What to produce:
Sift through the material below and return the lines with "Sender".

Material provided:
//! Typed node parameters.
//!
//! A [`FilterParameter`] stores one tagged [`ParameterValue`] plus the
//! metadata needed to present and parse it: a [`Unit`], an enum name table
//! and an optional file filter. Setters coerce between representations, so
//! `set_int` on a float parameter stores a float.
//!
//! [`ParameterMap`] owns the parameters of one node, counts changes, and
//! fans change notifications out to `crossbeam_channel` subscribers.

use crate::error::{Result, ScopeError};
use crate::units::Unit;
use crate::util::Bijection;
use crossbeam_channel::{Receiver, Sender};
use serde::{Deserialize, Serialize};
use std::collections::BTreeMap;

/// Tagged parameter value
#[derive(Debug, Clone, PartialEq, Serialize, Deserialize)]
#[serde(tag = "type", content = "value", rename_all = "snake_case")]
pub enum ParameterValue {
    Int(i64),
    Float(f64),
    String(String),
    Enum(i64),
    Filename(String),
    Bool(bool),
}

impl ParameterValue {
    pub fn type_name(&self) -> &'static str {
        match self {
            ParameterValue::Int(_) => "int",
            ParameterValue::Float(_) => "float",
            ParameterValue::String(_) => "string",
            ParameterValue::Enum(_) => "enum",
            ParameterValue::Filename(_) => "filename",
            ParameterValue::Bool(_) => "bool",
        }
    }

    fn same_type(&self, other: &ParameterValue) -> bool {
        std::mem::discriminant(self) == std::mem::discriminant(other)
    }
}

/// Extension filter for filename parameters
#[derive(Debug, Clone, PartialEq, Eq)]
pub struct FileFilter {
    pub description: String,
    pub extensions: Vec<String>,
}

impl FileFilter {
    pub fn new(description: impl Into<String>, extensions: &[&str]) -> Self {
        Self {
            description: description.into(),
            extensions: extensions.iter().map(|e| e.to_string()).collect(),
        }
    }

    /// Whether `path` ends in one of the extensions (case-insensitive).
    ///
    /// Extensions may be glob-like (`s*p`), in which case `*` matches any run of digits.
    pub fn accepts(&self, path: &str) -> bool {
        let Some(ext) = std::path::Path::new(path)
            .extension()
            .and_then(|e| e.to_str())
            .map(str::to_ascii_lowercase)
        else {
            return false;
        };
        self.extensions.iter().any(|pattern| {
            let pattern = pattern.to_ascii_lowercase();
            match pattern.split_once('*') {
                Some((pre, post)) => {
                    ext.len() > pre.len() + post.len()
                        && ext.starts_with(pre)
                        && ext.ends_with(post)
                        && ext[pre.len()..ext.len() - post.len()]
                            .chars()
                            .all(|c| c.is_ascii_digit())
                }
                None => ext == pattern,
            }
        })
    }
}

/// One parameter with its presentation metadata
#[derive(Debug, Clone, PartialEq)]
pub struct FilterParameter {
    value: ParameterValue,
    unit: Unit,
    enum_names: Bijection<String, i64>,
    file_filter: Option<FileFilter>,
}

impl FilterParameter {
    fn with_value(value: ParameterValue, unit: Unit) -> Self {
        Self {
            value,
            unit,
            enum_names: Bijection::new(),
            file_filter: None,
        }
    }

    pub fn int(value: i64, unit: Unit) -> Self {
        Self::with_value(ParameterValue::Int(value), unit)
    }

    pub fn float(value: f64, unit: Unit) -> Self {
        Self::with_value(ParameterValue::Float(value), unit)
    }

    pub fn string(value: impl Into<String>) -> Self {
        Self::with_value(ParameterValue::String(value.into()), Unit::Unitless)
    }

    pub fn boolean(value: bool) -> Self {
        Self::with_value(ParameterValue::Bool(value), Unit::Unitless)
    }

    /// Enum parameter from `(name, value)` pairs
    pub fn enumeration(names: &[(&str, i64)], value: i64) -> Self {
        let mut p = Self::with_value(ParameterValue::Enum(value), Unit::Unitless);
        for (name, v) in names {
            p.enum_names.insert(name.to_string(), *v);
        }
        p
    }

    pub fn filename(path: impl Into<String>, filter: FileFilter) -> Self {
        let mut p = Self::with_value(ParameterValue::Filename(path.into()), Unit::Unitless);
        p.file_filter = Some(filter);
        p
    }

    pub fn value(&self) -> &ParameterValue {
        &self.value
    }

    pub fn unit(&self) -> Unit {
        self.unit
    }

    pub fn set_unit(&mut self, unit: Unit) {
        self.unit = unit;
    }

    pub fn enum_names(&self) -> &Bijection<String, i64> {
        &self.enum_names
    }

    pub fn file_filter(&self) -> Option<&FileFilter> {
        self.file_filter.as_ref()
    }

    pub fn as_int(&self) -> i64 {
        match &self.value {
            ParameterValue::Int(v) | ParameterValue::Enum(v) => *v,
            ParameterValue::Float(v) => v.round() as i64,
            ParameterValue::Bool(b) => i64::from(*b),
            ParameterValue::String(s) | ParameterValue::Filename(s) => {
                self.unit.parse_string(s, false).map(|v| v.round() as i64).unwrap_or(0)
            }
        }
    }

    pub fn as_float(&self) -> f64 {
        match &self.value {
            ParameterValue::Int(v) | ParameterValue::Enum(v) => *v as f64,
            ParameterValue::Float(v) => *v,
            ParameterValue::Bool(b) => f64::from(u8::from(*b)),
            ParameterValue::String(s) | ParameterValue::Filename(s) => {
                self.unit.parse_string(s, false).unwrap_or(0.0)
            }
        }
    }

    pub fn as_bool(&self) -> bool {
        match &self.value {
            ParameterValue::Bool(b) => *b,
            ParameterValue::Int(v) | ParameterValue::Enum(v) => *v != 0,
            ParameterValue::Float(v) => *v != 0.0,
            ParameterValue::String(s) | ParameterValue::Filename(s) => parse_bool(s).unwrap_or(false),
        }
    }

    /// Human-readable rendering: enum names, SI-prefixed numbers, raw strings
    pub fn as_string(&self) -> String {
        match &self.value {
            ParameterValue::Int(v) => self.unit.pretty_print(*v as f64, 6, false),
            ParameterValue::Float(v) => self.unit.pretty_print(*v, 6, false),
            ParameterValue::Enum(v) => self
                .enum_names
                .reverse(v)
                .cloned()
                .unwrap_or_else(|| v.to_string()),
            ParameterValue::String(s) | ParameterValue::Filename(s) => s.clone(),
            ParameterValue::Bool(b) => b.to_string(),
        }
    }

    /// Store `v`, converted to this parameter's type
    pub fn set_int(&mut self, v: i64) {
        self.value = match &self.value {
            ParameterValue::Int(_) => ParameterValue::Int(v),
            ParameterValue::Enum(_) => ParameterValue::Enum(v),
            ParameterValue::Float(_) => ParameterValue::Float(v as f64),
            ParameterValue::Bool(_) => ParameterValue::Bool(v != 0),
            ParameterValue::String(_) => ParameterValue::String(v.to_string()),
            ParameterValue::Filename(_) => ParameterValue::Filename(v.to_string()),
        };
    }

    pub fn set_float(&mut self, v: f64) {
        self.value = match &self.value {
            ParameterValue::Int(_) => ParameterValue::Int(v.round() as i64),
            ParameterValue::Enum(_) => ParameterValue::Enum(v.round() as i64),
            ParameterValue::Float(_) => ParameterValue::Float(v),
            ParameterValue::Bool(_) => ParameterValue::Bool(v != 0.0),
            ParameterValue::String(_) => ParameterValue::String(self.unit.pretty_print(v, 6, false)),
            ParameterValue::Filename(_) => ParameterValue::Filename(v.to_string()),
        };
    }

    pub fn set_bool(&mut self, v: bool) {
        self.set_int(i64::from(v));
        if let ParameterValue::String(s) | ParameterValue::Filename(s) = &mut self.value {
            *s = v.to_string();
        }
    }

    /// Parse text according to the parameter type.
    ///
    /// Numbers accept SI prefixes through the unit; enums accept a name or a
    /// number; strings and filenames are stored verbatim.
    pub fn set_from_string(&mut self, text: &str) -> Result<()> {
        let text = text.trim();
        match &self.value {
            ParameterValue::Int(_) => {
                let v = self.unit.parse_string(text, false)?;
                self.value = ParameterValue::Int(v.round() as i64);
            }
            ParameterValue::Float(_) => {
                let v = self.unit.parse_string(text, false)?;
                self.value = ParameterValue::Float(v);
            }
            ParameterValue::Enum(_) => {
                let v = match self.enum_names.forward(&text.to_string()) {
                    Some(v) => *v,
                    None => text.parse::<i64>().map_err(|_| {
                        ScopeError::InvalidParameter(format!("'{}' is not a valid choice", text))
                    })?,
                };
                self.value = ParameterValue::Enum(v);
            }
            ParameterValue::Bool(_) => {
                let b = parse_bool(text).ok_or_else(|| {
                    ScopeError::InvalidParameter(format!("'{}' is not a boolean", text))
                })?;
                self.value = ParameterValue::Bool(b);
            }
            ParameterValue::String(_) => self.value = ParameterValue::String(text.to_string()),
            ParameterValue::Filename(_) => self.value = ParameterValue::Filename(text.to_string()),
        }
        Ok(())
    }

    /// Assign a tagged value, coercing it to this parameter's type
    pub fn set_value(&mut self, value: &ParameterValue) -> Result<()> {
        if self.value.same_type(value) {
            self.value = value.clone();
            return Ok(());
        }
        match value {
            ParameterValue::Int(v) | ParameterValue::Enum(v) => self.set_int(*v),
            ParameterValue::Float(v) => self.set_float(*v),
            ParameterValue::Bool(b) => self.set_bool(*b),
            ParameterValue::String(s) | ParameterValue::Filename(s) => self.set_from_string(s)?,
        }
        Ok(())
    }
}

fn parse_bool(text: &str) -> Option<bool> {
    match text.trim().to_ascii_lowercase().as_str() {
        "true" | "1" | "yes" | "on" => Some(true),
        "false" | "0" | "no" | "off" => Some(false),
        _ => None,
    }
}

/// Notification sent to subscribers when a parameter changes
#[derive(Debug, Clone, PartialEq)]
pub struct ParameterChange {
    pub name: String,
    pub value: ParameterValue,
}

/// Named parameters of one node
#[derive(Debug, Default)]
pub struct ParameterMap {
    params: BTreeMap<String, FilterParameter>,
    subscribers: Vec<Sender<ParameterChange>>,
    generation: u64,
}

impl ParameterMap {
    pub fn new() -> Self {
        Self::default()
    }

    /// Declare a parameter. Re-declaring replaces it silently.
    pub fn insert(&mut self, name: impl Into<String>, param: FilterParameter) {
        self.params.insert(name.into(), param);
    }

    pub fn get(&self, name: &str) -> Option<&FilterParameter> {
        self.params.get(name)
    }

    pub fn contains(&self, name: &str) -> bool {
        self.params.contains_key(name)
    }

    pub fn len(&self) -> usize {
        self.params.len()
    }

    pub fn is_empty(&self) -> bool {
        self.params.is_empty()
    }

    pub fn iter(&self) -> impl Iterator<Item = (&String, &FilterParameter)> {
        self.params.iter()
    }

    /// Incremented on every change; used for change detection
    pub fn generation(&self) -> u64 {
        self.generation
    }

    /// Receive a [`ParameterChange`] for every subsequent change
    pub fn subscribe(&mut self) -> Receiver<ParameterChange> {
        let (tx, rx) = crossbeam_channel::unbounded();
        self.subscribers.push(tx);
        rx
    }

    pub fn int(&self, name: &str) -> i64 {
        self.params.get(name).map(FilterParameter::as_int).unwrap_or(0)
    }

    pub fn float(&self, name: &str) -> f64 {
        self.params.get(name).map(FilterParameter::as_float).unwrap_or(0.0)
    }

    pub fn bool(&self, name: &str) -> bool {
        self.params.get(name).is_some_and(FilterParameter::as_bool)
    }

    pub fn string(&self, name: &str) -> String {
        self.params.get(name).map(FilterParameter::as_string).unwrap_or_default()
    }

    /// Raw text of a string or filename parameter
    pub fn text(&self, name: &str) -> String {
        match self.params.get(name).map(FilterParameter::value) {
            Some(ParameterValue::String(s)) | Some(ParameterValue::Filename(s)) => s.clone(),
            Some(_) => self.string(name),
            None => String::new(),
        }
    }

    fn update<F>(&mut self, name: &str, f: F) -> Result<()>
    where
        F: FnOnce(&mut FilterParameter) -> Result<()>,
    {
        let param = self
            .params
            .get_mut(name)
            .ok_or_else(|| ScopeError::InvalidParameter(format!("no parameter '{}'", name)))?;
        let before = param.value.clone();
        f(param)?;
        if param.value != before {
            self.generation += 1;
            let change = ParameterChange {
                name: name.to_string(),
                value: param.value.clone(),
            };
            self.subscribers.retain(|tx| tx.send(change.clone()).is_ok());
        }
        Ok(())
    }

    pub fn set_int(&mut self, name: &str, v: i64) -> Result<()> {
        self.update(name, |p| {
            p.set_int(v);
            Ok(())
        })
    }

    pub fn set_float(&mut self, name: &str, v: f64) -> Result<()> {
        self.update(name, |p| {
            p.set_float(v);
            Ok(())
        })
    }

    pub fn set_bool(&mut self, name: &str, v: bool) -> Result<()> {
        self.update(name, |p| {
            p.set_bool(v);
            Ok(())
        })
    }

    pub fn set_from_string(&mut self, name: &str, text: &str) -> Result<()> {
        self.update(name, |p| p.set_from_string(text))
    }

    pub fn set_value(&mut self, name: &str, value: &ParameterValue) -> Result<()> {
        self.update(name, |p| p.set_value(value))
    }
}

Result for this task:
use crossbeam_channel::{Receiver, Sender};
    subscribers: Vec<Sender<ParameterChange>>,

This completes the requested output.